L'agriculture biologique est née progressivement du travail d'agriculteurs-innovateurs à partir des années 1960. Elle s'est développée en réaction à l'industrialisation agricole précédemment décrite. Le grand élément de retrait autour duquel ses pratiques se construisent est l'abandon de l'utilisation des intrants de synthèse.

 

Son objectif déclaré était de parvenir à créer un système de production qui serait en harmonie avec la nature, produirait des aliments sains et resterait une agriculture paysanne. De nombreux moyens ont été mis en place pour y parvenir, en particulier le retrait de tous les intrants de synthèse, mais aussi l'interdiction des OGM etc.

 

Dans les années 1970 des cahiers de charges concurrents se mettent en place, qui se réclament tous de cette logique. Une pratique unifiée est reconnue institutionnellement en 1980, sous le nom d'Agriculture Biologique. Pour ses partisans, il s'agit de la démarche la plus aboutie en termes de protection d'environnement, de biodiversité … bref la plus durable.

 

Le label, clé de succès économique

Le succès de cette agriculture biologique unifiée s'explique par la mise en place du label AB, qui comprend un cahier des charges fixe et contrôlé. Ce label est à l'origine de l'essor de l'agriculture biologique. Le respect du cahier des charges conditionne le droit d'utilisation du label qui garantit l'accès à des subventions et à des marchés de consommateurs de plus en plus avides de produits biologiques. Le non respect d'un élément de ce cahier exclut le producteur de l'utilisation du label AB et le prive de la valorisation économique de ses pratiques plus "environnementales".

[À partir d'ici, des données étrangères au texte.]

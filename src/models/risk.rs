use serde::{Deserialize, Serialize};

/// Risk metrics for a single security.
///
/// All values are fractions (e.g. 0.105 for 10.5%), not percentages.
/// `None` marks a result that is undefined for the given input, typically a
/// zero denominator on a flat or one-directional series.
#[derive(Debug, Clone, PartialEq, Serialize, Deserialize)]
pub struct RiskMetrics {
    /// Sample standard deviation of daily returns scaled by sqrt(trading days).
    /// Undefined with a single return.
    pub volatility: Option<f64>,

    /// Covariance with the benchmark over benchmark variance, on date-aligned returns.
    /// Undefined without a benchmark, with fewer than 2 aligned dates, or a flat benchmark.
    pub beta: Option<f64>,

    /// Number of return dates shared by the asset and benchmark
    pub benchmark_observations: usize,

    /// 5th percentile of daily returns (1-day horizon), usually negative
    pub value_at_risk_95: f64,

    /// Mean of the daily returns at or below `value_at_risk_95`
    pub expected_shortfall_95: f64,

    /// Worst peak-to-trough decline, always <= 0
    pub max_drawdown: f64,

    /// Mean daily return extrapolated to one year
    pub annualized_return: f64,

    /// Annualized Sharpe ratio on excess daily returns
    pub sharpe: Option<f64>,

    /// Annualized Sortino ratio; undefined when nothing falls below the target return
    pub sortino: Option<f64>,
}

Si ce succès est bénéfique aux consommateurs comme aux producteurs, il incite des agriculteurs toujours plus nombreux à se convertir en AB pour saisir l'opportunité de ce marché juteux. On voit ainsi des agriculteurs accusés d'être "bio-opportunistes" car accusés de venir après coup, et de profiter des luttes des « vrai bio », sans avoir mené une réflexion environnementale derrière. "Les vrais bio", les pionniers se trouvent dépourvus de leur identité très marquée et se voient fondre dans la masse de tous les producteurs : ils deviennent mainstream. Cet enjeu d'identité n'est pas à négliger.

 

Est souvent dénoncée la création d'une double identité entre de vrais bio qui se soucieraient de leurs sols dans une réflexion poussée sur leurs écosystèmes et les « opportunistes » qui se contenteraient du cahier des charges du label AB.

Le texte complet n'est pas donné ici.